There are two different types of people in the world. There is the group of people who, when asked if they've seen Darren Aronofsky's (The Wrestler, Black Swanmother will say no. And then there is the group of people who kind of look at you with a bizarre look on their face and shamingly say, "Yeah" and hope that you don't ask any follow-up questions. And that's not to say they are embarrassed by admitting that they've seen the movie (we've all been at theater before when we walk out with our heads down, hoping that we don't see anybody that we know because we don't want them to know we just paid to see a movie that was THAT bad), but because the film is so far out there that a follow-up question asking the person what they thought about it or if they liked it might allow them to draw conclusions about us. Aronofsky makes movies that you either love or hate. I absolutely adored The Wrestler and Black Swan, but passionately hated Noah. I have a certain respect for Requiem for a Dream and have desperately tried, but have been unsuccessful in my attempts to sit through The Fountain. If you have not liked a single one of the movies that I just referenced, I can almost guarantee that your experience with mother! will not be an enjoyable one. However, if have liked one or more of the five previously mentioned film and are willing to go into mother! with an open mind, I cannot promise that you'll enjoy it, but I do think you will appreciate it. I found myself appreciating it far more than enjoying it, but I THINK I still enjoyed it. I will say this...the film started like a normal film might start, but ended differently than any film I've seen before. And the entire time, I could not look away from the screen. This film absolutely offers something that you just haven't seen before, especially with a cast as magnificent as this one.
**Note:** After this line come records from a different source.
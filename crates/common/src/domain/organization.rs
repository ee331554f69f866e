use crate::domain::result::DomainResult;
use async_trait::async_trait;
use chrono::{DateTime, Utc};

/// Organization owning a slice of the gateway fleet
#[derive(Debug, Clone, PartialEq)]
pub struct Organization {
    pub id: String,
    pub name: String,
    pub created_at: Option<DateTime<Utc>>,
    pub updated_at: Option<DateTime<Utc>>,
}

/// Read-only directory of organizations. Rows are provisioned by the
/// administrative surface, never by the synchronizer.
#[cfg_attr(any(test, feature = "testing"), mockall::automock)]
#[async_trait]
pub trait OrganizationRepository: Send + Sync {
    /// Get an organization by ID
    async fn get_organization(&self, organization_id: &str) -> DomainResult<Option<Organization>>;
}
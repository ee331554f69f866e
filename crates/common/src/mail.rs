mod http_sender;

pub use http_sender::*;
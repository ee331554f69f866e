use chrono::Duration;

/// A latched gateway that reports within this window counts as back online
pub const RECOVERY_WINDOW_MINUTES: i64 = 3;

/// Hysteresis state of the offline alarm, derived from the persisted latch
#[derive(Debug, Clone, Copy, PartialEq, Eq)]
pub enum OfflineAlarmState {
    /// No offline notification outstanding
    Normal,
    /// An offline notification went out and has not been cleared
    AlarmedOffline,
}

impl OfflineAlarmState {
    pub fn from_latch(has_sent_offline_notification: bool) -> Self {
        if has_sent_offline_notification {
            OfflineAlarmState::AlarmedOffline
        } else {
            OfflineAlarmState::Normal
        }
    }
}

/// A transition the alarm pass must act on
#[derive(Debug, Clone, Copy, PartialEq, Eq)]
pub enum OfflineTransition {
    /// Crossed the silence threshold; send the offline notification
    RaiseAlarm,
    /// Reported again after a latched alarm; send the recovery notification
    ClearAlarm,
}

/// Decide what the offline alarm does for one gateway. Outside the two
/// transitions the state holds: a latched gateway that stays silent is not
/// re-notified, and silence shorter than the threshold raises nothing.
pub fn evaluate_offline_transition(
    state: OfflineAlarmState,
    silent_for: Duration,
    threshold_minutes: i64,
) -> Option<OfflineTransition> {
    match state {
        OfflineAlarmState::Normal if silent_for >= Duration::minutes(threshold_minutes) => {
            Some(OfflineTransition::RaiseAlarm)
        }
        OfflineAlarmState::AlarmedOffline
            if silent_for <= Duration::minutes(RECOVERY_WINDOW_MINUTES) =>
        {
            Some(OfflineTransition::ClearAlarm)
        }
        _ => None,
    }
}

#[cfg(test)]
mod tests {
    use super::*;

    #[test]
    fn raises_once_threshold_is_crossed() {
        let transition =
            evaluate_offline_transition(OfflineAlarmState::Normal, Duration::minutes(15), 10);

        assert_eq!(transition, Some(OfflineTransition::RaiseAlarm));
    }

    #[test]
    fn raises_exactly_at_threshold() {
        let transition =
            evaluate_offline_transition(OfflineAlarmState::Normal, Duration::minutes(10), 10);

        assert_eq!(transition, Some(OfflineTransition::RaiseAlarm));
    }

    #[test]
    fn stays_quiet_below_threshold() {
        let transition =
            evaluate_offline_transition(OfflineAlarmState::Normal, Duration::minutes(9), 10);

        assert_eq!(transition, None);
    }

    #[test]
    fn does_not_renotify_while_latched() {
        let transition = evaluate_offline_transition(
            OfflineAlarmState::AlarmedOffline,
            Duration::minutes(16),
            10,
        );

        assert_eq!(transition, None);
    }

    #[test]
    fn clears_after_a_recent_report() {
        let transition = evaluate_offline_transition(
            OfflineAlarmState::AlarmedOffline,
            Duration::minutes(1),
            10,
        );

        assert_eq!(transition, Some(OfflineTransition::ClearAlarm));
    }

    #[test]
    fn clears_exactly_at_the_recovery_window() {
        let transition = evaluate_offline_transition(
            OfflineAlarmState::AlarmedOffline,
            Duration::minutes(RECOVERY_WINDOW_MINUTES),
            10,
        );

        assert_eq!(transition, Some(OfflineTransition::ClearAlarm));
    }

    #[test]
    fn holds_the_latch_between_recovery_and_threshold() {
        // A report older than the recovery window does not clear the latch
        let transition = evaluate_offline_transition(
            OfflineAlarmState::AlarmedOffline,
            Duration::minutes(5),
            10,
        );

        assert_eq!(transition, None);
    }

    #[test]
    fn latch_maps_to_state() {
        assert_eq!(
            OfflineAlarmState::from_latch(true),
            OfflineAlarmState::AlarmedOffline
        );
        assert_eq!(
            OfflineAlarmState::from_latch(false),
            OfflineAlarmState::Normal
        );
    }
}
With that said, before I get into the specifics of this review, let's take a second to just marvel at the cast that Aronofsky was able to secure for this love it or hate it film. Sure he has pulled in the likes of Russell Crowe, Jennifer Connelly, Natalie Portman, Mickey Rourke, Marisa Tomei, Emma Watson, Hugh Jackman, and Rachel Weisz to work with him...but not in the same film! With Jennifer Lawrence (Silver Linings Playbook, American Hustle), Javier Bardem (No Country for Old Men, Biutiful), Ed Harris (Pollock, The Hours), Michelle Pfeiffer (The Fabulous Baker Boys, Dangerous Liaisons), Domhnall Gleeson (The Revenant, Brooklyn) who, on a side note cannot make a bad film choice to save his life in his already illustrious career, and Kristin Wiig (Bridesmaids, Welcome to Me) . Aronofsky has slowly become one of those directors that actors want to work with at some point in their career. And the speed at which he directs a movie (about one every three years) makes some actors maybe want to chomp at the bit when a potential role is dangled in front of their face. The film is worth the price of admission alone to see the actors. Heck, Lawrence, Bardem, Harris, and Pfeiffer have a combined 14 Oscar nominations for acting between them alone.
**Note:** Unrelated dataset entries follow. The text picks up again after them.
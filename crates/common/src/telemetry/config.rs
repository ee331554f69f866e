/// Configuration for telemetry initialization
#[derive(Clone, Debug)]
pub struct TelemetryConfig {
    pub service_name: String,
    pub log_level: String,
}

impl Default for TelemetryConfig {
    fn default() -> Self {
        Self {
            service_name: "unknown-service".to_string(),
            log_level: "info".to_string(),
        }
    }
}
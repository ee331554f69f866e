use crate::domain::network_server::NetworkServerError;
use crate::domain::result::DomainResult;
use async_trait::async_trait;
use chrono::{DateTime, Utc};
use std::collections::HashMap;

/// Gateway entity: the local half of the dual-plane record. Radio-plane state
/// lives on the network server; this row carries ownership, alarm
/// configuration and usage counters, with the owning organization eager-joined
/// for listing and notifications.
#[derive(Debug, Clone, PartialEq)]
pub struct Gateway {
    /// 16 lowercase hex characters (EUI-64), immutable after create
    pub gateway_id: String,
    pub organization_id: String,
    pub organization_name: String,
    pub name: String,
    pub description: Option<String>,
    pub model_name: Option<String>,
    pub placement: Option<String>,
    pub antenna_type: Option<String>,
    pub latitude: f64,
    pub longitude: f64,
    pub altitude: Option<f64>,
    /// Counters refreshed from the control plane, never by user writes
    pub rx_packets_received: i64,
    pub tx_packets_emitted: i64,
    pub notify_offline: bool,
    pub offline_alarm_threshold_minutes: Option<i64>,
    pub notify_unusual_packages: bool,
    pub minimum_packages: Option<i64>,
    pub maximum_packages: Option<i64>,
    pub alarm_mail: Option<String>,
    /// Hysteresis latch for the offline alarm
    pub has_sent_offline_notification: bool,
    pub last_seen_at: Option<DateTime<Utc>>,
    /// Client-supplied annotations, reserved keys stripped
    pub tags: HashMap<String, String>,
    pub created_by: Option<String>,
    pub updated_by: Option<String>,
    pub created_at: Option<DateTime<Utc>>,
    pub updated_at: Option<DateTime<Utc>>,
}

/// External input for creating a gateway
#[derive(Debug, Clone, PartialEq)]
pub struct CreateGatewayInput {
    pub gateway_id: String,
    pub organization_id: String,
    /// Tenant on the network server; falls back to the configured default
    pub tenant_id: Option<String>,
    pub name: String,
    pub description: Option<String>,
    pub model_name: Option<String>,
    pub placement: Option<String>,
    pub antenna_type: Option<String>,
    pub latitude: f64,
    pub longitude: f64,
    pub altitude: Option<f64>,
    pub notify_offline: bool,
    pub offline_alarm_threshold_minutes: Option<i64>,
    pub notify_unusual_packages: bool,
    pub minimum_packages: Option<i64>,
    pub maximum_packages: Option<i64>,
    pub alarm_mail: Option<String>,
    pub tags: HashMap<String, String>,
}

/// External input for updating a gateway; replaces the full contents.
/// Ownership moves through `change_organization`, never through update.
#[derive(Debug, Clone, PartialEq)]
pub struct UpdateGatewayInput {
    pub name: String,
    pub description: Option<String>,
    pub model_name: Option<String>,
    pub placement: Option<String>,
    pub antenna_type: Option<String>,
    pub latitude: f64,
    pub longitude: f64,
    pub altitude: Option<f64>,
    pub notify_offline: bool,
    pub offline_alarm_threshold_minutes: Option<i64>,
    pub notify_unusual_packages: bool,
    pub minimum_packages: Option<i64>,
    pub maximum_packages: Option<i64>,
    pub alarm_mail: Option<String>,
    pub tags: HashMap<String, String>,
}

/// Internal input for the repository insert, with audit fields stamped
#[derive(Debug, Clone, PartialEq)]
pub struct CreateGatewayRecord {
    pub gateway_id: String,
    pub organization_id: String,
    pub name: String,
    pub description: Option<String>,
    pub model_name: Option<String>,
    pub placement: Option<String>,
    pub antenna_type: Option<String>,
    pub latitude: f64,
    pub longitude: f64,
    pub altitude: Option<f64>,
    pub notify_offline: bool,
    pub offline_alarm_threshold_minutes: Option<i64>,
    pub notify_unusual_packages: bool,
    pub minimum_packages: Option<i64>,
    pub maximum_packages: Option<i64>,
    pub alarm_mail: Option<String>,
    pub tags: HashMap<String, String>,
    pub created_by: Option<String>,
    pub updated_by: Option<String>,
}

/// Internal input for the repository update, with the updater stamped
#[derive(Debug, Clone, PartialEq)]
pub struct UpdateGatewayRecord {
    pub gateway_id: String,
    pub name: String,
    pub description: Option<String>,
    pub model_name: Option<String>,
    pub placement: Option<String>,
    pub antenna_type: Option<String>,
    pub latitude: f64,
    pub longitude: f64,
    pub altitude: Option<f64>,
    pub notify_offline: bool,
    pub offline_alarm_threshold_minutes: Option<i64>,
    pub notify_unusual_packages: bool,
    pub minimum_packages: Option<i64>,
    pub maximum_packages: Option<i64>,
    pub alarm_mail: Option<String>,
    pub tags: HashMap<String, String>,
    pub updated_by: Option<String>,
}

/// Sort direction for listings. Nulls sort as the smallest value in both
/// directions, so gateways that never reported come first ascending and last
/// descending when ordering by liveness.
#[derive(Debug, Clone, Copy, PartialEq, Eq, Default)]
pub enum SortDirection {
    #[default]
    Asc,
    Desc,
}

/// Input for the paged gateway listing
#[derive(Debug, Clone, PartialEq)]
pub struct ListGatewaysInput {
    pub organization_id: Option<String>,
    pub limit: i64,
    pub offset: i64,
    /// Client-facing sort key; aliases map onto columns
    pub order_on: Option<String>,
    pub sort: SortDirection,
}

impl Default for ListGatewaysInput {
    fn default() -> Self {
        Self {
            organization_id: None,
            limit: 100,
            offset: 0,
            order_on: None,
            sort: SortDirection::Asc,
        }
    }
}

/// One page of gateways plus the unpaged total
#[derive(Debug, Clone, PartialEq)]
pub struct GatewayPage {
    pub gateways: Vec<Gateway>,
    pub total_count: i64,
}

/// Asynchronous counter refresh from the control plane
#[derive(Debug, Clone, PartialEq)]
pub struct UpdateGatewayStatsInput {
    pub gateway_id: String,
    pub rx_packets_received: i64,
    pub tx_packets_emitted: i64,
    pub last_seen_at: Option<DateTime<Utc>>,
}

/// Append-only status log entry written by the stats refresh job
#[derive(Debug, Clone, PartialEq)]
pub struct RecordGatewayStatusInput {
    pub gateway_id: String,
    pub was_online: bool,
    pub last_seen_at: Option<DateTime<Utc>>,
}

/// Outcome of a delete. The local row is always gone once this is returned;
/// the control-plane half may have survived if the external call failed, and
/// that divergence is reported rather than rolled back.
#[derive(Debug)]
pub enum DeleteGatewayOutcome {
    Deleted,
    LocalOnly { source: NetworkServerError },
}

impl DeleteGatewayOutcome {
    pub fn is_fully_deleted(&self) -> bool {
        matches!(self, DeleteGatewayOutcome::Deleted)
    }
}

/// Repository trait for gateway persistence operations
#[cfg_attr(any(test, feature = "testing"), mockall::automock)]
#[async_trait]
pub trait GatewayRepository: Send + Sync {
    /// Insert a new gateway row
    async fn create_gateway(&self, input: CreateGatewayRecord) -> DomainResult<Gateway>;

    /// Get a gateway by ID with its organization joined
    async fn get_gateway(&self, gateway_id: &str) -> DomainResult<Option<Gateway>>;

    /// Replace a gateway's contents
    async fn update_gateway(&self, input: UpdateGatewayRecord) -> DomainResult<Gateway>;

    /// Delete a gateway row; dependent status history goes with it
    async fn delete_gateway(&self, gateway_id: &str) -> DomainResult<()>;

    /// Paged listing with optional organization filter and sorting
    async fn list_gateways(&self, input: ListGatewaysInput) -> DomainResult<GatewayPage>;

    /// All gateways with the offline alarm enabled
    async fn list_offline_alarm_gateways(&self) -> DomainResult<Vec<Gateway>>;

    /// All gateways with the unusual-traffic alarm enabled
    async fn list_traffic_alarm_gateways(&self) -> DomainResult<Vec<Gateway>>;

    /// Refresh liveness and usage counters
    async fn update_gateway_stats(&self, input: UpdateGatewayStatsInput) -> DomainResult<()>;

    /// Persist the offline alarm latch
    async fn set_offline_notification_sent(&self, gateway_id: &str, sent: bool)
        -> DomainResult<()>;

    /// Reassign a gateway to another organization
    async fn update_gateway_organization(
        &self,
        gateway_id: &str,
        organization_id: &str,
    ) -> DomainResult<Gateway>;

    /// Append a status log row
    async fn record_gateway_status(&self, input: RecordGatewayStatusInput) -> DomainResult<()>;
}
Even with all of those accolades about the cast just mentioned, this is an Aronofsky film. He delves into the bizarre in a way that he's never done before. He digs so far into the bizarre in this movie that he almost makes the extremely bizarre The Fountain and Noah look normal. But you don't even know it's happening until you are already so invested. And even though he does things his way in this movie (and ultimately is successful), I'm not sure if he would have gotten there without Lawrence. He needed America's sweetheart. He needed a heroine who is front in center and adored in all of her movies. I don't know if he had a Plan B in mind if she had turned down the role, but she is the vessel he needs in making his film successful. So let's talk about Lawrence here. She plays lead character (mother) in this film. I believe she is in every scene, or we can at least see all of the scenes from the same vantage point that she had. She's not the usual "on top of things" Jennifer Lawrence that we are accustomed to seeing. She is not in the least bit alluring (though you cannot take away from her beautiful face). Her character is dismal, heartbroken, lost, even a little evil and twisted.

Bardem plays a character, simply referred to as Him. He is Mother's husband and he loves her very much. His character is very simple and serves in stark contrast to the complex one portrayed by Lawrence. Quite simply, Him is a poet with a major case of writer's block. He and Mother live in a remote mansion-like home that, not long ago, was burned down to the ground. They are busy renovating the home. It is mostly Mother who is doing the painting while Him struggles to find a desire to create. Him simply wants to be recognized for his writing. One day a man, simply referred to Man (Harris) arrives on their doorsteps. Aronofsky does a great job of selling the house as being so far off the beaten path that any sort of unannounced visitor would be alarming. Yet Him takes the man in after listening to his lavishly audacious story. The next day his wife (Woman played by Pfeiffer) comes. Once Man and Woman are inside Mother and Him's home, the movie takes a dip into the unknown. If you try to reason or rationalize anything that happens after this, you are going to be disappointed. But if you are able to take the first 30 minutes as what they are...simple, believable, yet still full of intrigue and are willing to open up your mind and not try to compare the second half against the first, I think you'll really enjoy trying to make your own interpretations of what happens. What you are about to witness is petrifying, riveting, and completely enigmatic. As the events slowly unfold, you will probably wonder if Lawrence's Mother slowly going insane or is she the only sane character in this film. Is she paranoid or is this par for the course? That's for you to decide. There are so many metaphors in this movie that I would be here all night. I've read enough different articles to either confuse the heck out of you or want you to call Aronofsky a genius. It's a maddening experience and there is nothing off limits. And, personally, I ate up every second of it.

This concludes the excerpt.